Di Battista, che fine ha fatto il 'Che Guevara di Roma nord'?

Fuori dal Movimento ma anche dalle elezioni e ridotto a promuovere alle feste di paese il suo nuovo libro, "Ostinati e contrari". Ma rispetto a cosa, poi?

Alessandro Di Battista

Alessandro Di Battista

E dire che molti lo consideravano il leader naturale del futuro centrosinistra, l’uomo capace di trascinare la folla e convincerla a buttare il cuore oltre l’ostacolo dello scetticismo e del disincanto rispetto ad una classe politica dall’odore stantio della muffa e della polvere.

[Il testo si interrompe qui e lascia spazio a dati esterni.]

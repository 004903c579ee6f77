//! Workspace root detection and source discovery.

use ignore::WalkBuilder;
use std::path::{Path, PathBuf};

use crate::config::{Config, TEST_FILE_MARKERS};
use crate::error::GenerateError;

/// Nearest ancestor of `path` (or `path` itself when it is a directory)
/// holding a root marker.
pub fn find_workspace_root<S: AsRef<str>>(
    path: &Path,
    markers: &[S],
) -> Result<PathBuf, GenerateError> {
    let start = if path.is_dir() { Some(path) } else { path.parent() };

    start
        .into_iter()
        .flat_map(Path::ancestors)
        .find(|dir| markers.iter().any(|m| dir.join(m.as_ref()).exists()))
        .map(Path::to_path_buf)
        .ok_or_else(|| GenerateError::NoWorkspace(path.to_path_buf()))
}

/// Component sources under `dir`, sorted.
///
/// Honors `.gitignore`, skips hidden entries, existing tests, declaration
/// files and anything inside the workspace's tests directory.
pub fn collect_sources(
    dir: &Path,
    workspace_root: &Path,
    config: &Config,
) -> Result<Vec<PathBuf>, GenerateError> {
    if !dir.is_dir() {
        return Err(GenerateError::Walk {
            path: dir.to_path_buf(),
            message: "not a directory".to_string(),
        });
    }

    let tests_dir = workspace_root.join(&config.paths.tests_dir);
    let walker = WalkBuilder::new(dir).hidden(true).git_ignore(true).build();

    let mut sources = Vec::new();
    for entry in walker.flatten() {
        let path = entry.path();
        if !path.is_file() || path.starts_with(&tests_dir) {
            continue;
        }

        let extension = path.extension().and_then(|e| e.to_str()).unwrap_or("");
        if !config.scan.source_extensions.iter().any(|e| e == extension) {
            continue;
        }

        let file_name = path.file_name().and_then(|n| n.to_str()).unwrap_or("");
        if file_name.ends_with(".d.ts") || TEST_FILE_MARKERS.iter().any(|m| file_name.contains(m)) {
            continue;
        }

        sources.push(path.to_path_buf());
    }

    sources.sort();
    Ok(sources)
}
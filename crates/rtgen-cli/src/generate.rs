//! The `create-test-file` command.

use clap::Args;
use color_eyre::eyre::{bail, Result};
use indicatif::{ProgressBar, ProgressStyle};
use std::path::{Path, PathBuf};

use rtgen_core::discovery::{collect_sources, find_workspace_root};
use rtgen_core::{Config, LocalFileSystem, Outcome, SourceLocation, TestGenerator};

use crate::host::TerminalHost;

#[derive(Args)]
pub struct CreateArgs {
    /// Component file, or a directory to generate tests for every component in it
    pub path: PathBuf,

    /// Workspace root (defaults to the nearest directory holding a configured root marker)
    #[arg(long)]
    pub root: Option<PathBuf>,

    /// Overwrite existing test files without asking
    #[arg(short, long)]
    pub force: bool,

    /// Print the generated test instead of writing it
    #[arg(long)]
    pub dry_run: bool,

    /// Print outcomes as JSON
    #[arg(long)]
    pub json: bool,

    /// Open the created test file with the system default application
    #[arg(long)]
    pub open: bool,
}

pub async fn run(args: CreateArgs) -> Result<()> {
    let path = std::path::absolute(&args.path)?;
    let root = match &args.root {
        Some(root) => std::path::absolute(root)?,
        None => {
            let markers = Config::load_user()?.paths.workspace_markers();
            find_workspace_root(&path, markers.as_slice())?
        }
    };
    let config = Config::load_from(&root)?;

    let sources = if path.is_dir() {
        collect_sources(&path, &root, &config)?
    } else {
        vec![path]
    };
    if sources.is_empty() {
        println!("No component files found under {}", args.path.display());
        return Ok(());
    }

    let generator = TestGenerator::with_config(LocalFileSystem, &config);

    if args.dry_run {
        return print_plans(&generator, &root, &sources).await;
    }

    let progress = (sources.len() > 1 && !args.json).then(|| progress_bar(sources.len() as u64));
    let mut host = TerminalHost::new(args.force, args.json);
    if let Some(pb) = &progress {
        host = host.with_progress(pb.clone());
    }

    let mut outcomes = Vec::new();
    let mut failures = 0usize;
    for source in &sources {
        let location = SourceLocation::new(&root, source);
        match generator.generate(&location, &host).await {
            Ok(outcome) => outcomes.push(outcome),
            // Already reported through the host.
            Err(_) => failures += 1,
        }
        if let Some(pb) = &progress {
            pb.inc(1);
        }
    }
    if let Some(pb) = progress {
        pb.finish_and_clear();
    }

    if args.json {
        println!("{}", serde_json::to_string_pretty(&outcomes)?);
    }

    if args.open {
        for outcome in &outcomes {
            if let Outcome::Created(test) = outcome {
                open_file(&test.test_path);
            }
        }
    }

    if failures > 0 {
        bail!("{} of {} test files could not be created", failures, sources.len());
    }
    Ok(())
}

async fn print_plans(
    generator: &TestGenerator<LocalFileSystem>,
    root: &Path,
    sources: &[PathBuf],
) -> Result<()> {
    for source in sources {
        let planned = generator.plan(&SourceLocation::new(root, source)).await?;
        println!("// {}", planned.test_path.display());
        println!("{}", planned.content);
    }
    Ok(())
}

fn progress_bar(len: u64) -> ProgressBar {
    let pb = ProgressBar::new(len);
    if let Ok(style) = ProgressStyle::with_template("{spinner} [{bar:30}] {pos}/{len} {msg}") {
        pb.set_style(style.progress_chars("=> "));
    }
    pb
}

fn open_file(path: &Path) {
    if let Err(e) = open::that(path) {
        eprintln!("Could not open {}: {}", path.display(), e);
    }
}
//! Regex patterns for import and export recognition.
//!
//! Patterns containing `{name}` are templates: the placeholder is replaced with
//! the escaped component identity before compiling.

/// Top-level import with bindings: `import <bindings> from '<path>'`.
///
/// Bindings may span lines (multi-line brace lists) but never contain quotes
/// or semicolons, so side-effect imports cannot swallow the next statement.
pub const IMPORT_PATTERN: &str = r#"(?m)^import\s+([^;'"]+?)\s+from\s+['"]([^'"]+)['"][ \t]*;?"#;

/// `export default Foo`, `export default function Foo`, `export default class Foo`.
pub const DEFAULT_EXPORT_PATTERN: &str =
    r"(?m)\bexport\s+default\s+(?:async\s+)?(?:function\s*\*?\s*|class\s+)?{name}\b";

/// `export const|let|var|function|class Foo`.
pub const NAMED_EXPORT_PATTERN: &str =
    r"(?m)\bexport\s+(?:(?:const|let|var|class)\s+|(?:async\s+)?function\s*\*?\s*){name}\b";

/// Re-export block `export { ... }`, capturing the specifier list.
///
/// `export type { ... }` does not match: type-only exports have no runtime value.
pub const EXPORT_BLOCK_PATTERN: &str = r"\bexport\s*\{([^}]*)\}";

/// Module path of a generated `jest.mock("<path>", ...)` declaration.
pub const MOCK_CALL_PATTERN: &str = r#"(?m)^jest\.mock\(\s*['"]([^'"]+)['"]"#;

/// Keyword marking a type-only import or specifier.
pub const TYPE_KEYWORD: &str = "type";

/// Fill a `{name}` template with an escaped identifier.
pub fn with_name(template: &str, name: &str) -> String {
    template.replace("{name}", &regex::escape(name))
}
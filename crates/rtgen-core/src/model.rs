//! Data types shared by the generation pipeline.

use serde::Serialize;
use std::fmt;
use std::path::{Path, PathBuf};

/// Location of a component file inside its workspace.
#[derive(Debug, Clone, PartialEq, Eq)]
pub struct SourceLocation {
    /// Workspace root directory.
    pub workspace_root: PathBuf,
    /// Absolute path to the original component file.
    pub original_path: PathBuf,
}

impl SourceLocation {
    pub fn new(workspace_root: impl Into<PathBuf>, original_path: impl Into<PathBuf>) -> Self {
        Self {
            workspace_root: workspace_root.into(),
            original_path: original_path.into(),
        }
    }
}

/// Name the generated test refers to the component by.
#[derive(Debug, Clone, PartialEq, Eq, Hash, Serialize)]
#[serde(transparent)]
pub struct ComponentIdentity(String);

impl ComponentIdentity {
    pub fn new(name: impl Into<String>) -> Self {
        Self(name.into())
    }

    pub fn as_str(&self) -> &str {
        &self.0
    }
}

impl fmt::Display for ComponentIdentity {
    fn fmt(&self, f: &mut fmt::Formatter<'_>) -> fmt::Result {
        f.write_str(&self.0)
    }
}

/// How the component is exported from its module.
#[derive(Debug, Clone, Copy, PartialEq, Eq, Default, Serialize)]
#[serde(rename_all = "lowercase")]
pub enum ExportStyle {
    #[default]
    Default,
    Named,
}

/// Which test template a source file receives.
#[derive(Debug, Clone, Copy, PartialEq, Eq, Serialize)]
#[serde(rename_all = "lowercase")]
pub enum FileKind {
    /// Files that can contain markup (`.tsx`, `.jsx`).
    Markup,
    /// Plain modules.
    Plain,
}

impl FileKind {
    /// Classify a path by extension against the markup extension list.
    pub fn from_path<S: AsRef<str>>(path: &Path, markup_extensions: &[S]) -> Self {
        let ext = path.extension().and_then(|e| e.to_str()).unwrap_or("");
        if markup_extensions.iter().any(|m| m.as_ref() == ext) {
            FileKind::Markup
        } else {
            FileKind::Plain
        }
    }
}

/// A value tagged with whether it was detected or substituted as a fallback.
#[derive(Debug, Clone, Copy, PartialEq, Eq, Serialize)]
#[serde(tag = "outcome", content = "value", rename_all = "lowercase")]
pub enum Classified<T> {
    /// The value was positively detected in the source.
    Matched(T),
    /// Nothing matched (or the source was unreadable); the value is a default.
    Fallback(T),
}

impl<T> Classified<T> {
    pub fn value(&self) -> &T {
        match self {
            Classified::Matched(v) | Classified::Fallback(v) => v,
        }
    }

    pub fn is_fallback(&self) -> bool {
        matches!(self, Classified::Fallback(_))
    }
}

/// Bindings introduced by one import statement.
#[derive(Debug, Clone, Default, PartialEq, Eq)]
pub struct Bindings {
    /// `import Foo from ...`
    pub default: Option<String>,
    /// `import { a, b as c } from ...`, holding the exported names (`a`, `b`).
    pub named: Vec<String>,
    /// `import * as ns from ...`
    pub namespace: Option<String>,
}

/// One recognized import statement from the source text.
#[derive(Debug, Clone, PartialEq, Eq)]
pub struct ImportStatement {
    /// Statement text as it appears in the source.
    pub raw: String,
    /// Module specifier between the quotes.
    pub module_path: String,
    pub bindings: Bindings,
}

impl ImportStatement {
    /// Whether the module path is relative to the importing file.
    pub fn is_relative(&self) -> bool {
        self.module_path.starts_with("./") || self.module_path.starts_with("../")
    }
}

/// Shape of a single field in a mock factory.
#[derive(Debug, Clone, PartialEq, Eq)]
pub enum MockField {
    /// Component stand-in rendering a marker element tagged `tag`.
    Placeholder { key: String, tag: String },
    /// No-op callable.
    NoOp { key: String },
    /// Empty object standing in for a namespace.
    Namespace { key: String },
}

impl MockField {
    pub fn key(&self) -> &str {
        match self {
            MockField::Placeholder { key, .. }
            | MockField::NoOp { key }
            | MockField::Namespace { key } => key,
        }
    }
}

/// Body of a generated mock declaration.
#[derive(Debug, Clone, PartialEq, Eq)]
pub enum MockBody {
    /// Blanket stand-in for the UI framework root module.
    FrameworkShim,
    /// One field per imported binding, in import order.
    Fields(Vec<MockField>),
}

/// Generated mock for one import.
#[derive(Debug, Clone, PartialEq, Eq)]
pub struct MockDeclaration {
    /// Module path the mock replaces, alias-rewritten when it was relative.
    pub module_path: String,
    pub body: MockBody,
}

impl MockDeclaration {
    pub fn fields(&self) -> &[MockField] {
        match &self.body {
            MockBody::Fields(fields) => fields,
            MockBody::FrameworkShim => &[],
        }
    }

    pub fn field(&self, key: &str) -> Option<&MockField> {
        self.fields().iter().find(|f| f.key() == key)
    }
}
//! Test file assembly.

use crate::config::TemplateConfig;
use crate::model::{ComponentIdentity, ExportStyle, FileKind, MockDeclaration};

/// Test cases of the markup suite; each renders the component.
pub const MARKUP_CASES: &[&str] = &[
    "renders without crashing",
    "renders expected content",
    "handles user interactions",
];

/// Name of the defined-check case of the plain suite.
pub const PLAIN_DEFINED_CASE: &str = "should be defined";

/// Placeholder cases of the plain suite, left with empty bodies.
pub const PLAIN_PLACEHOLDER_CASES: &[&str] = &["should work correctly", "should handle edge cases"];

/// Combines analysis results into the final test file text.
#[derive(Debug, Clone, Default)]
pub struct TemplateAssembler {
    config: TemplateConfig,
}

impl TemplateAssembler {
    pub fn new(config: TemplateConfig) -> Self {
        Self { config }
    }

    /// Render the test file.
    ///
    /// Layout: mock declarations, a blank line (only when there are mocks), the
    /// rendering utility import (markup only), the component import, a blank
    /// line and the three-case suite.
    pub fn assemble(
        &self,
        identity: &ComponentIdentity,
        export_style: ExportStyle,
        kind: FileKind,
        import_path: &str,
        mocks: &[MockDeclaration],
    ) -> String {
        let mut out = String::new();

        for mock in mocks {
            out.push_str(&mock.to_string());
            out.push('\n');
        }
        if !mocks.is_empty() {
            out.push('\n');
        }

        if kind == FileKind::Markup {
            out.push_str(&format!(
                "import {{ {} }} from \"{}\"\n",
                self.config.render_bindings.join(", "),
                self.config.render_module
            ));
        }
        out.push_str(&component_import(identity, export_style, import_path));
        out.push('\n');
        out.push('\n');

        match kind {
            FileKind::Markup => out.push_str(&markup_suite(identity)),
            FileKind::Plain => out.push_str(&plain_suite(identity)),
        }
        out
    }
}

/// `import X from "path"` or `import { X } from "path"`.
pub fn component_import(
    identity: &ComponentIdentity,
    style: ExportStyle,
    import_path: &str,
) -> String {
    match style {
        ExportStyle::Default => format!("import {identity} from \"{import_path}\""),
        ExportStyle::Named => format!("import {{ {identity} }} from \"{import_path}\""),
    }
}

fn markup_suite(identity: &ComponentIdentity) -> String {
    let cases: Vec<String> = MARKUP_CASES
        .iter()
        .map(|case| format!("    it(\"{case}\", () => {{\n        render(<{identity} />)\n    }})\n"))
        .collect();
    format!("describe(\"{identity}\", () => {{\n{}}})\n", cases.join("\n"))
}

fn plain_suite(identity: &ComponentIdentity) -> String {
    let mut cases = vec![format!(
        "    it(\"{PLAIN_DEFINED_CASE}\", () => {{\n        expect({identity}).toBeDefined()\n    }})\n"
    )];
    cases.extend(
        PLAIN_PLACEHOLDER_CASES
            .iter()
            .map(|case| format!("    it(\"{case}\", () => {{}})\n")),
    );
    format!("describe(\"{identity}\", () => {{\n{}}})\n", cases.join("\n"))
}

#[cfg(test)]
mod tests {
    use super::*;
    use crate::model::{MockBody, MockField};

    #[test]
    fn test_markup_template_without_mocks() {
        let text = TemplateAssembler::default().assemble(
            &ComponentIdentity::new("Card"),
            ExportStyle::Default,
            FileKind::Markup,
            "@/components/Card",
            &[],
        );

        let expected = r#"import { render, screen } from "@testing-library/react"
import Card from "@/components/Card"

describe("Card", () => {
    it("renders without crashing", () => {
        render(<Card />)
    })

    it("renders expected content", () => {
        render(<Card />)
    })

    it("handles user interactions", () => {
        render(<Card />)
    })
})
"#;
        assert_eq!(text, expected);
    }

    #[test]
    fn test_plain_template_named_export() {
        let text = TemplateAssembler::default().assemble(
            &ComponentIdentity::new("Utils"),
            ExportStyle::Named,
            FileKind::Plain,
            "@/lib/utils",
            &[],
        );

        let expected = r#"import { Utils } from "@/lib/utils"

describe("Utils", () => {
    it("should be defined", () => {
        expect(Utils).toBeDefined()
    })

    it("should work correctly", () => {})

    it("should handle edge cases", () => {})
})
"#;
        assert_eq!(text, expected);
        assert!(!text.contains("@testing-library"));
    }

    #[test]
    fn test_mocks_precede_imports_with_blank_line() {
        let mocks = vec![
            MockDeclaration {
                module_path: "@/lib/a".into(),
                body: MockBody::Fields(vec![MockField::NoOp { key: "a".into() }]),
            },
            MockDeclaration {
                module_path: "@/lib/b".into(),
                body: MockBody::Fields(vec![]),
            },
        ];
        let text = TemplateAssembler::default().assemble(
            &ComponentIdentity::new("Card"),
            ExportStyle::Default,
            FileKind::Markup,
            "@/Card",
            &mocks,
        );

        assert!(text.starts_with("jest.mock(\"@/lib/a\""));
        assert!(text.contains("}))\njest.mock(\"@/lib/b\""));
        assert!(text.contains("}))\n\nimport { render, screen }"));
    }
}
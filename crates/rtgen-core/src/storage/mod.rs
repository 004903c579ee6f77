mod file;

pub use file::LocalFileSystem;

use async_trait::async_trait;
use std::path::Path;

/// Trait for the file access the generator depends on.
///
/// Implementations handle reading sources and persisting generated tests
/// (local disk, editor buffers, in-memory fixtures).
#[async_trait]
pub trait FileSystem: Send + Sync {
    /// Reads the full text of a file.
    async fn read_to_string(&self, path: &Path) -> std::io::Result<String>;

    /// Whether a file exists at `path`.
    async fn exists(&self, path: &Path) -> bool;

    /// Writes `content` to `path`, creating parent directories and replacing prior content.
    async fn write(&self, path: &Path, content: &str) -> std::io::Result<()>;
}

/// Severity of a user-facing message.
#[derive(Debug, Clone, Copy, PartialEq, Eq)]
pub enum NotificationLevel {
    Info,
    Warning,
    Error,
}

/// A message surfaced to the end user.
#[derive(Debug, Clone, PartialEq, Eq)]
pub struct Notification {
    pub level: NotificationLevel,
    pub message: String,
}

impl Notification {
    pub fn info(message: impl Into<String>) -> Self {
        Self {
            level: NotificationLevel::Info,
            message: message.into(),
        }
    }

    pub fn warning(message: impl Into<String>) -> Self {
        Self {
            level: NotificationLevel::Warning,
            message: message.into(),
        }
    }

    pub fn error(message: impl Into<String>) -> Self {
        Self {
            level: NotificationLevel::Error,
            message: message.into(),
        }
    }
}

/// The environment that invoked generation (editor, terminal).
#[async_trait]
pub trait Host: Send + Sync {
    /// Asks whether an existing test file may be overwritten.
    async fn confirm_overwrite(&self, path: &Path) -> bool;

    /// Shows a message to the user.
    fn notify(&self, notification: Notification);
}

E, invece, dopo un giro di giostra parlamentare che gli ha fatto guadagnare l’epiteto di “Che Guevara di Roma nord” (copyright Dagospia) eccolo lì, Alessandro Di Battista, "Dibba" per i più e per i grillini di un’epoca ormai politicamente remota, ridotto a promuovere se stesso nelle feste di paese attraverso libri di dubbio interesse come l’ultimo, dal titolo che è la cifra della sua parabola politica: “Ostinati e contrari”. Bene, ma rispetto a cosa?

Dunque, Dibba non ha più un’identità definita, politicamente parlando. Detesta Luigi Di Maio, il suo "gemello diverso" degli esordi grillini del 2013, a cui ha appiccicato nel tempo gli epiteti più feroci (“poltronaro”, “democristiano”, “Trasformista e traditore”, gli ultimi in ordine di tempo), ha litigato con Giuseppe Conte, perché il leader grillino si è rifiutato di lasciargli carta bianca sul fronte mediatico e molto altro e, in ultimo, vede Beppe Grillo come il vero sconfitto di tutta quest’epoca a 5 stelle, ma siccome è anziano, infierisce di meno. Morale: Dibba è rimasto al palo, nessuna candidatura possibile per lui ovunque, l’unica casa rimasta quella del suo mentore vero dopo la perdita di Gianroberto Casaleggio e il litigio con il figlio Davide, ossia Marco Travaglio, che al Fatto Quotidiano gli ha ridato un nome e una casa battezzandolo inviato nel mondo degli ultimi e autore dei libri della casa editrice di famiglia, la Paper First. In compenso, il “Che Guevara di Roma Nord” continua a sputare sentenze su tutti quelli che, invece, nella campagna elettorale ci stanno mettendo la faccia e il sudore. E, quindi, eccolo qui, ospite fisso dei talk a dire che "la Meloni è la più draghiana di tutti". E Di Maio? "Poco spessore”. Aspro e con una innata vena di supponenza, risulta utile alle reti tv per alzare gli ascolti ma, alla fine, la domanda resta spontanea; perché, invece di criticare gli altri, non si è misurato anche lui con gli elettori?

“Meloni è la politica più draghiana che c'è oggi in Italia, in politica estera dice le stesse cose di Draghi - eccolo Dibba l’atra sera a “Di Martedì” -. Forse proprio perché si vuole accreditare nei salotti buoni di Washington e Bruxelles o forse perché, in maniera legittima, ha stretto un accordo politico sul futuro inquilino del Colle con Draghi o forse perché banalmente è molto meno incendiaria, radicale, post fascista di quanto dica Letta che oggi è il principale alleato della Meloni e di Conte perché ogni volta che parla gli fa avere voti”. 

In precedenza, aveva sparato su Draghi ripetendo la definizione dell’amico direttore Travaglio (“E’ il Lukashenko di Biden, il suo è un governo fallimentare”) passando poi per le armi verbali Di Maio: “Non capisco perché l’esperto Tabacci abbia deciso di suicidarsi politicamente con Di Maio, il principale responsabile della caduta del governo Draghi. La scissione di Di Maio è stata una scemenza, forse ipotizzava che così la legislatura sarebbe durata di più e chissà cosa ha promesso a quei 60 parlamentari che gli hanno creduto e hanno lasciato il M5s. Non lo odio perché riservo il mio odio a persone di maggior spessore, mi auguro solo che non venga eletto perché non amo i trasformisti e i traditori di milioni di voti”. E lui, invece quando lo dimostrerà il suo spessore elettorale? La prossima volta, forse tra 5 anni? Comoda la vita del polemista “Che Guevara di Roma Nord”, sempre in direzione “ostinata e contraria”. Ma di chi e cosa forse non lo capiremo mai.